Monoamine oxidase inhibitors (MAOIs) are very rarely given
to children or teens and usually are not the first medicines given to treat
their
depression. This is because these medicines have
serious side effects when combined with certain foods or medicines.
Moclobemide, a reversible MAOI not available in the United States, is the only
MAOI with some evidence to support its use in the treatment of childhood
depression.1 No evidence exists that other MAOIs are
effective at treating depression in young people, although they are sometimes
used when other medicines have failed.
Examples of MAOIs that have
been used to treat depression in children and teens include:
- Phenelzine (Nardil).
- Tranylcypromine
(Parnate).
- Moclobemide (Manerix, Aurorix). This drug is not available in the
United States.
MAOIs sometimes are used to treat unusual symptoms of
depression, such as a heavy feeling in the arms and legs or feeling "slowed
down."
Side effects of MAOIs can include:
- Difficulty getting to
sleep.
- Dizziness, lightheadedness, and fainting.
- Dry
mouth, blurred vision, and appetite changes.
- High blood pressure
and changes in heart rate and rhythm.
- Muscle twitching and feelings
of restlessness.
- Weight gain.
- Negative interactions
with other medicines and some foods.
MAOIs must be discontinued gradually to reduce the chance of
withdrawal symptoms. Some drugs must not be used along with MAOIs because
serious, sometimes fatal, reactions can occur. Your child will need to wait
several weeks after stopping MAOI treatment before starting other drugs.

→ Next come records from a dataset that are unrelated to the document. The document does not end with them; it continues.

use std::collections::HashMap;
use std::sync::Arc;

use serde::Serialize;
use serde_json::Value;
use storefront_core::Tracker;
use thiserror::Error;

use crate::action::Action;
use crate::output::{BotMessage, CollectingDispatcher};

#[derive(Default)]
pub struct ActionRegistry {
    actions: HashMap<String, Arc<dyn Action>>,
}

impl ActionRegistry {
    pub fn register<A>(&mut self, action: A)
    where
        A: Action + 'static,
    {
        self.actions.insert(action.name().to_string(), Arc::new(action));
    }

    pub fn get(&self, name: &str) -> Option<Arc<dyn Action>> {
        self.actions.get(name).cloned()
    }

    /// Registered names in lexical order.
    pub fn names(&self) -> Vec<String> {
        let mut names = self.actions.keys().cloned().collect::<Vec<_>>();
        names.sort();
        names
    }

    pub fn len(&self) -> usize {
        self.actions.len()
    }

    pub fn is_empty(&self) -> bool {
        self.actions.is_empty()
    }
}

#[derive(Clone, Debug, PartialEq, Serialize)]
pub struct ActionResponse {
    pub events: Vec<Value>,
    pub responses: Vec<BotMessage>,
}

#[derive(Debug, Error, PartialEq, Eq)]
pub enum DispatchError {
    #[error("No registered action found for name '{0}'.")]
    UnknownAction(String),
}

/// Runs registered actions by name. Cheap to clone; the registry is shared read-only.
#[derive(Clone)]
pub struct ActionDispatcher {
    registry: Arc<ActionRegistry>,
}

impl ActionDispatcher {
    pub fn new(registry: ActionRegistry) -> Self {
        Self { registry: Arc::new(registry) }
    }

    pub fn action_names(&self) -> Vec<String> {
        self.registry.names()
    }

    pub async fn dispatch(
        &self,
        action_name: &str,
        tracker: &Tracker,
    ) -> Result<ActionResponse, DispatchError> {
        let action = self
            .registry
            .get(action_name)
            .ok_or_else(|| DispatchError::UnknownAction(action_name.to_owned()))?;

        let mut output = CollectingDispatcher::new();
        let events = action.run(&mut output, tracker).await;

        Ok(ActionResponse { events, responses: output.into_messages() })
    }
}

Certain nonprescription medicines should be avoided, including certain
cold remedies and diet pills. Your child must wait at least 14 days after
stopping MAOIs before taking another antidepressant.
Serious
consequences are possible for the child or teen who takes MAOIs. So discuss
with your doctor the dangers and the benefits of MAOIs. Be sure to get a list
of foods and other medicines your child must avoid while taking MAOIs.